Blackbeard smiled and seemed to relax. He shouted back, "Damnation seize my soul if I give you quarters, or take any from you."

"We expect none, nor will extend any!"

Blackbeard turned to Richards. "I'd say that's clear," he remarked. "Run up our colors and cut our cable—we're off."

"Aye aye, cap'n," said Richards. "Leaving the prize?" he added, pointing at the captured merchant sloop.

"Sure, I never did care about the prize."

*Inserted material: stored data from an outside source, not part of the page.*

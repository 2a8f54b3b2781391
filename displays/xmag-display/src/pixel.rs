//! RGB565 pixel values

use embedded_graphics::pixelcolor::raw::RawU16;
use embedded_graphics::pixelcolor::Rgb565;
use embedded_graphics::prelude::IntoStorage;

/// 16-bit packed colour: 5 bits red, 6 bits green, 5 bits blue
#[derive(Debug, Clone, Copy, PartialEq, Eq, Default, Hash)]
#[cfg_attr(feature = "defmt", derive(defmt::Format))]
pub struct Pixel(pub u16);

impl Pixel {
    pub const BLACK: Self = Self(0x0000);
    pub const WHITE: Self = Self(0xFFFF);
    pub const RED: Self = Self(0xF800);
    pub const GREEN: Self = Self(0x07E0);
    pub const BLUE: Self = Self(0x001F);

    /// Pack 8-bit channels, dropping the low bits of each
    pub const fn from_rgb888(r: u8, g: u8, b: u8) -> Self {
        let r5 = (r >> 3) as u16;
        let g6 = (g >> 2) as u16;
        let b5 = (b >> 3) as u16;
        Self((r5 << 11) | (g6 << 5) | b5)
    }

    /// Colour from hue (degrees, wraps at 360), saturation and value
    ///
    /// Channels are computed in integers on a 0-255 scale, clamped, then
    /// truncated to the 5/6/5 bit widths.
    pub const fn from_hsv(hue: u32, saturation: u8, value: u8) -> Self {
        let hue = hue % 360;
        let rem = hue % 60;
        let s = saturation as u32;
        let v = value as u32;

        let p = v * (255 - s) / 255;
        let q = v * (255 - s * rem / 60) / 255;
        let t = v * (255 - s * (60 - rem) / 60) / 255;

        let (r, g, b) = match hue / 60 {
            0 => (v, t, p),
            1 => (q, v, p),
            2 => (p, v, t),
            3 => (p, q, v),
            4 => (t, p, v),
            _ => (v, p, q),
        };

        Self::from_rgb888(saturate(r), saturate(g), saturate(b))
    }

    /// Raw 16-bit value as written to the display
    pub const fn raw(self) -> u16 {
        self.0
    }
}

const fn saturate(channel: u32) -> u8 {
    if channel > 255 {
        255
    } else {
        channel as u8
    }
}

impl From<Rgb565> for Pixel {
    fn from(color: Rgb565) -> Self {
        Self(color.into_storage())
    }
}

impl From<Pixel> for Rgb565 {
    fn from(pixel: Pixel) -> Self {
        Rgb565::from(RawU16::new(pixel.0))
    }
}
//! State machine definition
//!
//! What the loop renders is a function of the current state only.

use super::events::Event;

/// Application states
#[derive(Debug, Clone, Copy, PartialEq, Eq, Default)]
#[cfg_attr(feature = "defmt", derive(defmt::Format))]
pub enum AppState {
    /// Title menu is shown, waiting for confirm or quit
    #[default]
    Title,
    /// Magnified image follows the knobs
    LiveView,
    /// Loop is ending; terminal
    Exiting,
}

impl AppState {
    /// Check if this is the terminal state
    pub fn is_terminal(&self) -> bool {
        matches!(self, AppState::Exiting)
    }

    /// Process an event and return the next state
    ///
    /// Because buttons are level-triggered the same event repeats every
    /// poll while held; every transition target is idempotent under that.
    pub fn transition(self, event: Event) -> Self {
        use AppState::*;
        use Event::*;

        match (self, event) {
            // Exiting is terminal
            (Exiting, _) => Exiting,

            // Quit is a global override
            (_, Quit) => Exiting,

            // Title transitions
            (Title, Confirm) => LiveView,

            // Default: stay in current state
            _ => self,
        }
    }
}
//! LED line output
//!
//! Two independent producers of LED masks:
//!
//! - [`level`] - steady-state bar graph of the zoom factor
//! - [`animation`] - one-shot startup sweep

pub mod animation;
pub mod level;

pub use animation::{LedStep, StartupAnimation, SweepStyle};
pub use level::{fill_mask, led_pattern};
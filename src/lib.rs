pub mod api;
pub mod auth;
pub mod config;
pub mod controller;
pub mod domain;
pub mod forecast;
pub mod repo;
pub mod simulation;
pub mod telemetry;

The foremost Navy vessel tacked north, evidently intending to loop around and prevent any flight by Blackbeard to the east, but in a moment Blackbeard's sloop, the Adventure, was skating west before the wind across the smooth surface of Pamlico Sound, aiming straight as an arrow between the other Navy sloop and the Ocracoke Island shore, toward the inlet and the open sea beyond. Every man aboard the Adventure except for Blackbeard was holding his breath, for the water was hardly more than six feet deep, and the tide was ebbing. Several even dug coins out of their pockets and flung them over the side—the sun hadn't yet cleared the hump of the island, and the coins fell lustreless into the smoke-gray water.



Richards was looking north, at the sloop that had hailed them. He laughed softly. "They're aground again!" he whispered.

Feeling suddenly very tired, Blackbeard drew one of his pistols and said, "Loose sails. We're going to pause to give these boys a broadside."

Richards spun to face him. "What? We've got it right now, we can get away if we—"

Blackbeard raised the pistol and poked Richards in the mouth with the muzzle. "Loose sails and ready the starboard guns, damn you!"

"Aye!" said Richards in a voice that was nearly a sob, turning to relay the order. Most of the men gaped in surprise, but they could see the pistol, and Hands' retirement was still fresh in everyone's memory, and so they obeyed, and the Adventure slowed, sails fluttering loosely, and coasted up alongside the Navy sloop.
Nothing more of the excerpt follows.